Kris Hauser
Science of immersive system design
Kris Hauser, University of Illinois Urbana-Champaign
Abstract
Immersive systems generate virtual human experiences via a complex interplay between computing hardware, algorithms, communication networks, actuators, sensors, displays, and artistic content interacting with the human mind, body, and senses. Although it may seem appealing at first glance for technology engineers to do what they do best (i.e., optimize each component of a system for speed, bandwidth, latency, and fidelity), delivering a compelling human experience through a device is more challenging than it looks. Comfort, ergonomics, usability, portability, battery life, privacy, security, inter-person variability, and cost play major roles in the adoption and acceptance of immersive technology. Hence, designers of immersive systems will need to face systems-level challenges in choosing system components to strike a balance between the myriad factors of performance.
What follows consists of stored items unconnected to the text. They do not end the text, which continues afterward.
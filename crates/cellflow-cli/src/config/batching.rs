//! Batching options of `cellflow plan`.

use std::collections::BTreeSet;
use std::ops::Range;

use anyhow::{Context, bail};
use cellflow_runtime::batch::{
    AnnotationMergeMode, BatchingConfig, ColumnMatching, IterationMode, MissingDataPolicy,
};
use clap::{Args, ValueEnum};

/// How the matching columns are chosen.
#[derive(Debug, Clone, Copy, Default, PartialEq, Eq, ValueEnum)]
pub enum MatchingStrategy {
    /// Every annotation name present in any non-empty input.
    #[default]
    Union,
    /// Annotation names present in every non-empty input.
    Intersection,
    /// Like `union`, restricted to `#`-prefixed names.
    PrefixHashUnion,
    /// Like `intersection`, restricted to `#`-prefixed names.
    PrefixHashIntersection,
    /// Exactly the names given with `--columns`.
    Custom,
    /// No columns; a single step over everything.
    None,
    /// Every input row runs as a step of its own.
    SplitAll,
}

/// Batching configuration of the planned node.
///
/// # Environment Variables
///
/// - `CELLFLOW_MODE` - `iterating` (default) or `merging`
/// - `CELLFLOW_MATCHING` - column matching strategy (default: union)
/// - `CELLFLOW_COLUMNS` - comma-separated columns for the custom strategy
/// - `CELLFLOW_IGNORE` - comma-separated columns never used for matching
/// - `CELLFLOW_MERGE` - annotation merge mode (default: merge)
/// - `CELLFLOW_MISSING` - missing data policy (default: skip)
/// - `CELLFLOW_LIMIT` - half-open range of step indices to keep, e.g. `0..10`
#[derive(Debug, Clone, Args)]
pub struct BatchingArgs {
    /// Iteration mode: `iterating` or `merging`.
    #[arg(long, env = "CELLFLOW_MODE", default_value = "iterating")]
    pub mode: IterationMode,

    /// Column matching strategy.
    #[arg(long, env = "CELLFLOW_MATCHING", value_enum, default_value_t = MatchingStrategy::Union)]
    pub matching: MatchingStrategy,

    /// Columns used by the custom matching strategy.
    #[arg(long, env = "CELLFLOW_COLUMNS", value_delimiter = ',')]
    pub columns: Vec<String>,

    /// Columns excluded from matching.
    #[arg(long, env = "CELLFLOW_IGNORE", value_delimiter = ',')]
    pub ignore: Vec<String>,

    /// Annotation merge mode, e.g. `merge`, `keep_first`, `error_on_conflict`.
    #[arg(long, env = "CELLFLOW_MERGE", default_value = "merge")]
    pub merge: AnnotationMergeMode,

    /// Missing data policy: `skip`, `generate` or `fail`.
    #[arg(long, env = "CELLFLOW_MISSING", default_value = "skip")]
    pub missing: MissingDataPolicy,

    /// Only keeps the steps whose index lies in `START..END`.
    #[arg(long, env = "CELLFLOW_LIMIT", value_parser = parse_limit)]
    pub limit: Option<Range<usize>>,
}

fn parse_limit(value: &str) -> Result<Range<usize>, String> {
    let (start, end) = value
        .split_once("..")
        .ok_or_else(|| format!("expected START..END, got '{value}'"))?;
    let parse = |bound: &str| {
        bound
            .trim()
            .parse::<usize>()
            .map_err(|err| format!("invalid bound '{bound}': {err}"))
    };
    let range = parse(start)?..parse(end)?;
    if range.is_empty() {
        return Err(format!("range '{value}' selects no step"));
    }
    Ok(range)
}

impl BatchingArgs {
    /// Builds the node batching configuration.
    pub fn to_config(&self) -> anyhow::Result<BatchingConfig> {
        let columns: BTreeSet<String> = self.columns.iter().cloned().collect();
        let column_matching = match self.matching {
            MatchingStrategy::Custom => ColumnMatching::Custom(columns),
            _ if !columns.is_empty() => bail!("--columns requires --matching custom"),
            MatchingStrategy::Union => ColumnMatching::Union,
            MatchingStrategy::Intersection => ColumnMatching::Intersection,
            MatchingStrategy::PrefixHashUnion => ColumnMatching::PrefixHashUnion,
            MatchingStrategy::PrefixHashIntersection => ColumnMatching::PrefixHashIntersection,
            MatchingStrategy::None => ColumnMatching::None,
            MatchingStrategy::SplitAll => ColumnMatching::SplitAll,
        };

        BatchingConfig::builder()
            .mode(self.mode)
            .column_matching(column_matching)
            .ignored_columns(self.ignore.iter().cloned().collect::<BTreeSet<_>>())
            .merge_mode(self.merge)
            .missing_data(self.missing)
            .limit(self.limit.clone())
            .build()
            .context("invalid batching configuration")
    }
}
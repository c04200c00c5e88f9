//! Iteration steps and assembly outcomes.

use std::collections::{BTreeMap, BTreeSet};

use cellflow_core::{DataRow, DataTable};

use super::key::MatchingKey;
use super::merge::MergedAnnotations;
use crate::error::{RuntimeError, RuntimeResult};

/// Rows one slot contributes to a step.
#[derive(Debug, Clone, Default, PartialEq)]
pub struct SlotSelection {
    rows: BTreeSet<usize>,
    generated: Vec<DataRow>,
}

impl SlotSelection {
    pub(crate) fn from_rows(rows: BTreeSet<usize>) -> Self {
        Self {
            rows,
            generated: Vec::new(),
        }
    }

    pub(crate) fn from_generated(row: DataRow) -> Self {
        Self {
            rows: BTreeSet::new(),
            generated: vec![row],
        }
    }

    /// Returns the selected row indices of the input table.
    pub fn rows(&self) -> &BTreeSet<usize> {
        &self.rows
    }

    /// Returns placeholder rows produced by the missing-data generator.
    pub fn generated(&self) -> &[DataRow] {
        &self.generated
    }

    /// Returns the number of rows the slot receives.
    pub fn len(&self) -> usize {
        self.rows.len() + self.generated.len()
    }

    /// Returns whether the slot receives no rows.
    pub fn is_empty(&self) -> bool {
        self.len() == 0
    }
}

/// One unit of execution: the rows each slot receives and their annotations.
#[derive(Debug, Clone)]
pub struct IterationStep {
    index: usize,
    key: MatchingKey,
    selections: BTreeMap<String, SlotSelection>,
    annotations: MergedAnnotations,
}

impl IterationStep {
    pub(crate) fn new(
        index: usize,
        key: MatchingKey,
        selections: BTreeMap<String, SlotSelection>,
        annotations: MergedAnnotations,
    ) -> Self {
        Self {
            index,
            key,
            selections,
            annotations,
        }
    }

    /// Returns the position of the step in emission order.
    pub fn index(&self) -> usize {
        self.index
    }

    /// Returns the matching key of the step.
    pub fn key(&self) -> &MatchingKey {
        &self.key
    }

    /// Returns the selection for one slot, if the slot receives data.
    pub fn selection(&self, slot: &str) -> Option<&SlotSelection> {
        self.selections.get(slot)
    }

    /// Returns every non-empty slot selection, by slot name.
    pub fn selections(&self) -> &BTreeMap<String, SlotSelection> {
        &self.selections
    }

    /// Returns the merged annotations of the step.
    pub fn annotations(&self) -> &MergedAnnotations {
        &self.annotations
    }

    /// Builds the per-slot tables the node body receives.
    ///
    /// Every input table yields one table bound to the same slot; slots
    /// without a selection yield an empty table.
    pub fn materialize(&self, tables: &[&DataTable]) -> RuntimeResult<BTreeMap<String, DataTable>> {
        tables
            .iter()
            .map(|table| -> RuntimeResult<(String, DataTable)> {
                let name = table.slot().name();
                let sliced = match self.selections.get(name) {
                    Some(selection) => {
                        let mut sliced = table.slice(selection.rows())?;
                        for row in selection.generated() {
                            sliced.push_row(row.clone());
                        }
                        sliced
                    }
                    None => DataTable::new(table.slot_arc().clone(), table.run_id()),
                };
                Ok((name.to_owned(), sliced))
            })
            .collect()
    }
}

/// A candidate key dropped by the missing-data policy.
#[derive(Debug, Clone)]
pub struct SkippedStep {
    /// Candidate key.
    pub key: MatchingKey,
    /// Required slot that had no data.
    pub slot: String,
}

/// A candidate key whose step could not be assembled.
#[derive(Debug)]
pub struct FailedStep {
    /// Candidate key.
    pub key: MatchingKey,
    /// Step-level failure, e.g. a generation error.
    pub error: RuntimeError,
}

/// Result of assembling one candidate key.
#[derive(Debug)]
pub enum StepOutcome {
    /// The step is ready to execute.
    Step(IterationStep),
    /// The step was dropped.
    Skipped(SkippedStep),
    /// The step failed on its own; other steps are unaffected.
    Failed(FailedStep),
}

impl StepOutcome {
    /// Returns the candidate key of the outcome.
    pub fn key(&self) -> &MatchingKey {
        match self {
            Self::Step(step) => step.key(),
            Self::Skipped(skipped) => &skipped.key,
            Self::Failed(failed) => &failed.key,
        }
    }
}

/// Every outcome of one assembly, in emission order.
#[derive(Debug, Default)]
pub struct BatchPlan {
    columns: BTreeSet<String>,
    outcomes: Vec<StepOutcome>,
}

impl BatchPlan {
    pub(crate) fn new(columns: BTreeSet<String>, outcomes: Vec<StepOutcome>) -> Self {
        Self { columns, outcomes }
    }

    /// Returns the matching columns used.
    pub fn columns(&self) -> &BTreeSet<String> {
        &self.columns
    }

    /// Returns all outcomes in emission order.
    pub fn outcomes(&self) -> &[StepOutcome] {
        &self.outcomes
    }

    /// Returns the executable steps in emission order.
    pub fn steps(&self) -> impl Iterator<Item = &IterationStep> {
        self.outcomes.iter().filter_map(|outcome| match outcome {
            StepOutcome::Step(step) => Some(step),
            _ => None,
        })
    }

    /// Returns the skipped candidates.
    pub fn skipped(&self) -> impl Iterator<Item = &SkippedStep> {
        self.outcomes.iter().filter_map(|outcome| match outcome {
            StepOutcome::Skipped(skipped) => Some(skipped),
            _ => None,
        })
    }

    /// Returns the failed candidates.
    pub fn failed(&self) -> impl Iterator<Item = &FailedStep> {
        self.outcomes.iter().filter_map(|outcome| match outcome {
            StepOutcome::Failed(failed) => Some(failed),
            _ => None,
        })
    }

    /// Returns the number of outcomes.
    pub fn len(&self) -> usize {
        self.outcomes.len()
    }

    /// Returns whether there are no outcomes.
    pub fn is_empty(&self) -> bool {
        self.outcomes.is_empty()
    }

    /// Consumes the plan, returning its outcomes.
    pub fn into_outcomes(self) -> Vec<StepOutcome> {
        self.outcomes
    }
}
//! Step result caching.

use std::collections::HashMap;
use std::sync::RwLock;

use derive_more::Display;
use serde::{Deserialize, Serialize};
use sha2::{Digest, Sha256};

use crate::batch::MatchingKey;
use crate::node::{NodeId, StepOutputs};

/// Identity of a step result: node, matching key and node parameters.
#[derive(Debug, Clone, PartialEq, Eq, Hash, Display, Serialize, Deserialize)]
#[serde(transparent)]
pub struct Fingerprint(String);

impl Fingerprint {
    /// Computes the hex-encoded SHA-256 fingerprint of a step.
    pub fn compute(node: NodeId, key: &MatchingKey, parameters: &serde_json::Value) -> Self {
        let mut hasher = Sha256::new();
        hasher.update(node.as_bytes());
        hasher.update([0u8]);
        hasher.update(key.serialized().as_bytes());
        hasher.update([0u8]);
        hasher.update(parameters.to_string().as_bytes());
        Self(hex::encode(hasher.finalize()))
    }

    /// Returns the hex digest.
    pub fn as_str(&self) -> &str {
        &self.0
    }
}

/// Storage for the outputs of finished steps.
///
/// Consulted before a step runs; a hit bypasses the node body.
pub trait StepCache: Send + Sync {
    /// Returns the cached outputs of a step.
    fn get(&self, fingerprint: &Fingerprint) -> Option<StepOutputs>;

    /// Stores the outputs of a step.
    fn put(&self, fingerprint: Fingerprint, outputs: StepOutputs);
}

/// Process-local [`StepCache`].
#[derive(Debug, Default)]
pub struct InMemoryStepCache {
    entries: RwLock<HashMap<Fingerprint, StepOutputs>>,
}

impl InMemoryStepCache {
    /// Creates an empty cache.
    pub fn new() -> Self {
        Self::default()
    }

    /// Returns the number of cached steps.
    pub fn len(&self) -> usize {
        self.entries.read().map(|entries| entries.len()).unwrap_or(0)
    }

    /// Returns whether the cache is empty.
    pub fn is_empty(&self) -> bool {
        self.len() == 0
    }

    /// Removes every entry.
    pub fn clear(&self) {
        if let Ok(mut entries) = self.entries.write() {
            entries.clear();
        }
    }
}

impl StepCache for InMemoryStepCache {
    fn get(&self, fingerprint: &Fingerprint) -> Option<StepOutputs> {
        self.entries.read().ok()?.get(fingerprint).cloned()
    }

    fn put(&self, fingerprint: Fingerprint, outputs: StepOutputs) {
        if let Ok(mut entries) = self.entries.write() {
            entries.insert(fingerprint, outputs);
        }
    }
}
IMMERSE researchers are well poised to tackle these challenges using approaches from hardware/software co-design, formal methods, and experiential engineering.
Biography
Kris Hauser is a Professor in the Department of Computer Science at the University of Illinois at Urbana-Champaign, and Affiliate of the Department of Electrical and Computer Engineering and the Department of Mechanical Science and Engineering. He received his PhD in Computer Science from Stanford University in 2008, bachelor's degrees in Computer Science and Mathematics from UC Berkeley in 2003, and worked as a postdoctoral fellow at UC Berkeley. He then joined the faculty at Indiana University from 2009-2014, where he started the Intelligent Motion Lab, and then joined the faculty of Duke University from 2014-2019. He also has consulted for Google's autonomous driving company, Waymo, from 2019-2023. Prof. Hauser is a recipient of a Stanford Graduate Fellowship, Siebel Scholar Fellowship, Best Paper Award at IEEE International Conference on Humanoid Robots 2015, the NSF CAREER award, and three Amazon Research Awards.
His research interests include open-world robotics, robot motion planning and control, and semi-autonomous systems, with applications to intelligent vehicles, robotic manipulation, robot-assisted medicine, and legged locomotion.